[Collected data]
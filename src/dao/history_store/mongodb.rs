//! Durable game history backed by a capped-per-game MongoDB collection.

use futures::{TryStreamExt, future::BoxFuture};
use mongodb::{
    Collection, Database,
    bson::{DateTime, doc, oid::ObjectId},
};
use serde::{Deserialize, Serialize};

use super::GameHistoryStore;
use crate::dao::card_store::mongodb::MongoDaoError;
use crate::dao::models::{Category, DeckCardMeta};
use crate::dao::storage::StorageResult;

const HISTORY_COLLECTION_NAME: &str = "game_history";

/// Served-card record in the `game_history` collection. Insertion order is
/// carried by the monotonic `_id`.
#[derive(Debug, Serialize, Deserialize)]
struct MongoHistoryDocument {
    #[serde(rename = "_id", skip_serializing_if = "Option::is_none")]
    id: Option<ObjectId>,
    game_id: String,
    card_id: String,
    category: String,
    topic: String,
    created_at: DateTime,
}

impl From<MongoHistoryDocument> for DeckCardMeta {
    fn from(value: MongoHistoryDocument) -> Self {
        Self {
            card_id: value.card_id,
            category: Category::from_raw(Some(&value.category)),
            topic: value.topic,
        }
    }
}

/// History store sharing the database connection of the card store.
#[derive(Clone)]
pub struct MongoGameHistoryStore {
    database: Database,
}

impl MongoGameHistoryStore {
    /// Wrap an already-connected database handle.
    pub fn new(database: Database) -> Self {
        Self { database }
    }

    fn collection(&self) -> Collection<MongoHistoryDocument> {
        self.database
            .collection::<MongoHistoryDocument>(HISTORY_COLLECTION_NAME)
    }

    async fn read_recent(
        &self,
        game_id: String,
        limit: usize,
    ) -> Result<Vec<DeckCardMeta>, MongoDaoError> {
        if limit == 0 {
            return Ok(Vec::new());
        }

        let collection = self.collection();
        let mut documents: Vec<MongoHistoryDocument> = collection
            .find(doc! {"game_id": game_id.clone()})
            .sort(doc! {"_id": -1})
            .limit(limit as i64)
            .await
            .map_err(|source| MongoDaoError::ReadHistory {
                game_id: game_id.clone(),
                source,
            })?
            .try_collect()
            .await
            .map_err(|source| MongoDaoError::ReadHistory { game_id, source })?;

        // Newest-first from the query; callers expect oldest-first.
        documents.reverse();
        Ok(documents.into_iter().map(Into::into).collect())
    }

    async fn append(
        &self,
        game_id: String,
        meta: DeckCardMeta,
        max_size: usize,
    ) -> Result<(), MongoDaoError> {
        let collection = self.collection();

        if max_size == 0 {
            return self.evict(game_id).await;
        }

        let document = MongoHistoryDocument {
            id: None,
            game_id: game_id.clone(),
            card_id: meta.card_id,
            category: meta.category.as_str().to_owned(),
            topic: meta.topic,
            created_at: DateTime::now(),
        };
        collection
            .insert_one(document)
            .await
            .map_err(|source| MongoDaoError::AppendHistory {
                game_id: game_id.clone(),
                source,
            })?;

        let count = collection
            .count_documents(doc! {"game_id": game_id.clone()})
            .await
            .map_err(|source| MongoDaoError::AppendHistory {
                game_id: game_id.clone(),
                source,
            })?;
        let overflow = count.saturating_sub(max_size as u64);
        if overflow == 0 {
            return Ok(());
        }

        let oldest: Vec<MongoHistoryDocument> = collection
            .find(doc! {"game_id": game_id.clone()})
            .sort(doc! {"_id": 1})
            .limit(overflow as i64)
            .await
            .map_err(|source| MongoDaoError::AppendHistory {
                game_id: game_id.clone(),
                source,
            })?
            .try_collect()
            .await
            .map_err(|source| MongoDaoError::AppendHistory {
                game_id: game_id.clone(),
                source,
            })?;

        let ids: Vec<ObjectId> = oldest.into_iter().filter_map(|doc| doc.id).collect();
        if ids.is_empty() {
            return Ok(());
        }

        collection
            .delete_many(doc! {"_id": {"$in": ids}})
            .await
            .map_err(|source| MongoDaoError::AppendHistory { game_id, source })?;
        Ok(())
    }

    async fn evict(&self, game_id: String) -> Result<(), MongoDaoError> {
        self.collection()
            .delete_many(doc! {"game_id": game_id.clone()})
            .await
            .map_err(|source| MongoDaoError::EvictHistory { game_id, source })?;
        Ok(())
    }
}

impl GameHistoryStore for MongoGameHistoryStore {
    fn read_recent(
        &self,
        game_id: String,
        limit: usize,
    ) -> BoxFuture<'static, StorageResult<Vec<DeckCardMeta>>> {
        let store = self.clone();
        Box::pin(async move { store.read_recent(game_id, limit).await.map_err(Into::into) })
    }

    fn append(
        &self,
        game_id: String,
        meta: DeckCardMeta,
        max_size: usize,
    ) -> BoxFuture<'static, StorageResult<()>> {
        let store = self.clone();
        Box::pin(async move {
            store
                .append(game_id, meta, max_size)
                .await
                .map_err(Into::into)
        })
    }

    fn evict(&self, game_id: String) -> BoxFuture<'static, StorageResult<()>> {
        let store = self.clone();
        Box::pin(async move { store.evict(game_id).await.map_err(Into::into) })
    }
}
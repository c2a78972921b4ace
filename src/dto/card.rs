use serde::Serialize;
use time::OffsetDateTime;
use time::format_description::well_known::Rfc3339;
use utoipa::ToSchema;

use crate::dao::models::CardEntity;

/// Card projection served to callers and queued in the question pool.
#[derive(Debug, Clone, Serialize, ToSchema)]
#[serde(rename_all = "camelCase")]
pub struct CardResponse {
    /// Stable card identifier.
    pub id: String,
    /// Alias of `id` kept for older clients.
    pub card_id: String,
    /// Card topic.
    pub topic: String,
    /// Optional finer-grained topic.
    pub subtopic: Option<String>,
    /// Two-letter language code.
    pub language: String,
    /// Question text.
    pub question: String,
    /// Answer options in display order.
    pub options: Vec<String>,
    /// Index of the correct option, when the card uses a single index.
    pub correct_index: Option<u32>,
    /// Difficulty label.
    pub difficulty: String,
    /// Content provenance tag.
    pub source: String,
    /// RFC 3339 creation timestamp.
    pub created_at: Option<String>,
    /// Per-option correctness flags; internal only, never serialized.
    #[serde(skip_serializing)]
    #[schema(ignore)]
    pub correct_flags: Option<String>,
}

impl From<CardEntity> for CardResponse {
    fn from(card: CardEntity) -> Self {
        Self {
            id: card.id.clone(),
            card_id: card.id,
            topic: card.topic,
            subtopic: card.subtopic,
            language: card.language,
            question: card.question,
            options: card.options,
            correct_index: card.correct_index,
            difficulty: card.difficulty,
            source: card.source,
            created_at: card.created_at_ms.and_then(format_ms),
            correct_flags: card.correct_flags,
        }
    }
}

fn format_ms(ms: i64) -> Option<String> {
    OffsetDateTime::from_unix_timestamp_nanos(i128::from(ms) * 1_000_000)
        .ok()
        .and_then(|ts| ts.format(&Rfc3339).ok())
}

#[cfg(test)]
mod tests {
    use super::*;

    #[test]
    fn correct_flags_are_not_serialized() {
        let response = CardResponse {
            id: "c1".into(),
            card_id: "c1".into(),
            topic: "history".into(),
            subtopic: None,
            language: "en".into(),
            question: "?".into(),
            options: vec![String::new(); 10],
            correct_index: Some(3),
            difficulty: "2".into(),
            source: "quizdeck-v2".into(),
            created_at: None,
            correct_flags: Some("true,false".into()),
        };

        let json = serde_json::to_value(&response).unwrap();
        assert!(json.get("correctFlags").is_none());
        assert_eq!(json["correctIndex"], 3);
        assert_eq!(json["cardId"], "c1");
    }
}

==

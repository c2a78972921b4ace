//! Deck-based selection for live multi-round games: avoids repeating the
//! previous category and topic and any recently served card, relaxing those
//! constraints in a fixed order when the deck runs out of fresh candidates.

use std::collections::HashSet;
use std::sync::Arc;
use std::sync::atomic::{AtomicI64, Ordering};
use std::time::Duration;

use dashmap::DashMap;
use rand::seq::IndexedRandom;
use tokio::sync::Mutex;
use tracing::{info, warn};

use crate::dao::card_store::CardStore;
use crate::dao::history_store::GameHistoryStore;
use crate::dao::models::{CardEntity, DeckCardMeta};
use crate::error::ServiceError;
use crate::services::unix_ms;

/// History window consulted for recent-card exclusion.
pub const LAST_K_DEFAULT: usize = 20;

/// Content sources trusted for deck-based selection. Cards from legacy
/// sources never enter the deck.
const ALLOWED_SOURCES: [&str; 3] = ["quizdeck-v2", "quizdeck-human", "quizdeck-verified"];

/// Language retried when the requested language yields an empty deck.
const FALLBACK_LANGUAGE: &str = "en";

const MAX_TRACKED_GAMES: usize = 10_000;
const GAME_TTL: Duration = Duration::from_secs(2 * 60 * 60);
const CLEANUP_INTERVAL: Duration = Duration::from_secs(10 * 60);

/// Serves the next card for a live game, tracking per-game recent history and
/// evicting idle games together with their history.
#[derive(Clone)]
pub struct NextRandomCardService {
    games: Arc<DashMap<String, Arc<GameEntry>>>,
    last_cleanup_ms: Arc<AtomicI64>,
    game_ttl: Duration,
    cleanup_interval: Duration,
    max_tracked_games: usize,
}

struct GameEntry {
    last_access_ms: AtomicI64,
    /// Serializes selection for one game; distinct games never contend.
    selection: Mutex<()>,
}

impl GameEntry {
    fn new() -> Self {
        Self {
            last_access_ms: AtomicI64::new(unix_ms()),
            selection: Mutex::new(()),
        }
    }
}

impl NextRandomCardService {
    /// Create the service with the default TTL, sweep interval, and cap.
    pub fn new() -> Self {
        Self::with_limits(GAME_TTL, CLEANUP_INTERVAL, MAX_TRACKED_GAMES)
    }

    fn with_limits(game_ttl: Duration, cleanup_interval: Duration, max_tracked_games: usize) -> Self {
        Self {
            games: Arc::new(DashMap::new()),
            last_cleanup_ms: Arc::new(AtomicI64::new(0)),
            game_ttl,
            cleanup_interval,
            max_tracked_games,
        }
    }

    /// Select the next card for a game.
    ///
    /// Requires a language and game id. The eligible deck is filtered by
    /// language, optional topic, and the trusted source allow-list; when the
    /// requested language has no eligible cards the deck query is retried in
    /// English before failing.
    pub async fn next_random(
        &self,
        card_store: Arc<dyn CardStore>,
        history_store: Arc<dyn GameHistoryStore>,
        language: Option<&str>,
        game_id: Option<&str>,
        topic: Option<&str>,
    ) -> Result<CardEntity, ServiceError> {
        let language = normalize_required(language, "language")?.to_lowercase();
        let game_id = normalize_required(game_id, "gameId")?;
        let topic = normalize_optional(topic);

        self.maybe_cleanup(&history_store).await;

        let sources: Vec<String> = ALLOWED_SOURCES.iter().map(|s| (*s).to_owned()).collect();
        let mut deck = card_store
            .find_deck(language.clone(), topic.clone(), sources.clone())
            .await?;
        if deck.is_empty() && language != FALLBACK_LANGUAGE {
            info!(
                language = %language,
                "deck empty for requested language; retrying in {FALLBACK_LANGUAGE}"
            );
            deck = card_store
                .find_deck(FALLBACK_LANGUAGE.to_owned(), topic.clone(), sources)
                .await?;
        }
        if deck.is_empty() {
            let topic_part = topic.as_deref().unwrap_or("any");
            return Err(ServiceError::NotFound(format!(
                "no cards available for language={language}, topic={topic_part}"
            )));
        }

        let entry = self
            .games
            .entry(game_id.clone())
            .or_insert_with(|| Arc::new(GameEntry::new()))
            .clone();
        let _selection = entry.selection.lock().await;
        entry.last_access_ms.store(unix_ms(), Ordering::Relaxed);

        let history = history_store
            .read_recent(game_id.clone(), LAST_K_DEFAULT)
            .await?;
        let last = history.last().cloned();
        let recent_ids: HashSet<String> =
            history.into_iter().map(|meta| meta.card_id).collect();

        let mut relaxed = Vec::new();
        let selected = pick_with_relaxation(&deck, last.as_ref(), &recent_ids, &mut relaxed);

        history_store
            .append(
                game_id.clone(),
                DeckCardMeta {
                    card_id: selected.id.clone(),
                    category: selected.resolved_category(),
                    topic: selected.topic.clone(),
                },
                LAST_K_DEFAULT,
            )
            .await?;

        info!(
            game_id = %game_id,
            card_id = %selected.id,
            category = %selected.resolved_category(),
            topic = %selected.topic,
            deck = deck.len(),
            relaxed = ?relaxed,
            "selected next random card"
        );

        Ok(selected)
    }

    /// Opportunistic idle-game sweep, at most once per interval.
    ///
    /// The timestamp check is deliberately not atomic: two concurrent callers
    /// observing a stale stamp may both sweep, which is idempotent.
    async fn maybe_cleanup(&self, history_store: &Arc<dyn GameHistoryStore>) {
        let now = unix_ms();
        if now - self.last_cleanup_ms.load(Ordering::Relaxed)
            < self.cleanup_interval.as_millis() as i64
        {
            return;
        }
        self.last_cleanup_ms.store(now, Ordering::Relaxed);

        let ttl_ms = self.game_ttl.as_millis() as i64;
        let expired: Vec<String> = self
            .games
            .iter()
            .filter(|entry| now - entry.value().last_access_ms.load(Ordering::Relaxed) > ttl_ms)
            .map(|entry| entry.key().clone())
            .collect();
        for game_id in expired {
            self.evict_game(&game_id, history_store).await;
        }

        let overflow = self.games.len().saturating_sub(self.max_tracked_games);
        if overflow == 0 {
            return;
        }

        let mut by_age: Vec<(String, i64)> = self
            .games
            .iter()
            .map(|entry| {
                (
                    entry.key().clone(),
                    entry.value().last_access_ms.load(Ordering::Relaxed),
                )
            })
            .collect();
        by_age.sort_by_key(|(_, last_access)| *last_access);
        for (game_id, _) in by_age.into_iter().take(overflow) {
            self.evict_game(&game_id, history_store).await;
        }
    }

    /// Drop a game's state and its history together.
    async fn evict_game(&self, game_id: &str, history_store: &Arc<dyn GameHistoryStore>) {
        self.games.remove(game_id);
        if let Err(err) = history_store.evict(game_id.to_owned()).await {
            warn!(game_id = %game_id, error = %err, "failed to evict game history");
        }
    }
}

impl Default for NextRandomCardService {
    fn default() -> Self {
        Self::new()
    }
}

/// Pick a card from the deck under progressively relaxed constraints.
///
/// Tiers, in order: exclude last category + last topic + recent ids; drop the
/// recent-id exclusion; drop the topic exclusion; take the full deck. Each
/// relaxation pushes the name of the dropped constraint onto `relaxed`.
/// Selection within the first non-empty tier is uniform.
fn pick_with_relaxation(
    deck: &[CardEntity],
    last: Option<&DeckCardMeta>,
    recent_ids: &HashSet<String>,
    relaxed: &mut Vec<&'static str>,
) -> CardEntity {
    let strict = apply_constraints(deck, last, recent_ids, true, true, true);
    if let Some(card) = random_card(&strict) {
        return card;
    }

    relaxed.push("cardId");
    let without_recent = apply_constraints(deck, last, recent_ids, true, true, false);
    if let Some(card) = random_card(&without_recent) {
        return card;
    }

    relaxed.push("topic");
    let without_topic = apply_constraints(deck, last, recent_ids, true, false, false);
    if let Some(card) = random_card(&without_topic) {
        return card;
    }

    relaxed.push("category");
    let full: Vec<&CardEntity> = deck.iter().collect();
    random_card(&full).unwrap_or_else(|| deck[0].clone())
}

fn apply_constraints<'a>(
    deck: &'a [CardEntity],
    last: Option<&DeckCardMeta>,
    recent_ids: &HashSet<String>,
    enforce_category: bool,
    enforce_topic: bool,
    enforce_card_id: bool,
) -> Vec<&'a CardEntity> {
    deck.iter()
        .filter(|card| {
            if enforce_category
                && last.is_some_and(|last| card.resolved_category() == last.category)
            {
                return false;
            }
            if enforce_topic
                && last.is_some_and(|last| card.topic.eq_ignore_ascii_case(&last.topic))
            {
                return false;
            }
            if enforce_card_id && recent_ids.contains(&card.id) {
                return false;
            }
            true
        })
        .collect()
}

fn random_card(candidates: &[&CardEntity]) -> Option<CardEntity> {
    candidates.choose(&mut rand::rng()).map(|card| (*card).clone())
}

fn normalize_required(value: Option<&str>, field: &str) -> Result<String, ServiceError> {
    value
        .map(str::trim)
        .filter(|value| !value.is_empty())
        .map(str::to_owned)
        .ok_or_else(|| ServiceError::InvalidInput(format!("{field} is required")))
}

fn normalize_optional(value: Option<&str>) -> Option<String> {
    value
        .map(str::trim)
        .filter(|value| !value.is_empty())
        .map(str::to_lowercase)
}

## WORK INSTRUCTIONS
For the word "crate", say how many lines of the data include it, with nothing else in the reply.

## ANSWER FOR THIS EXERCISE
9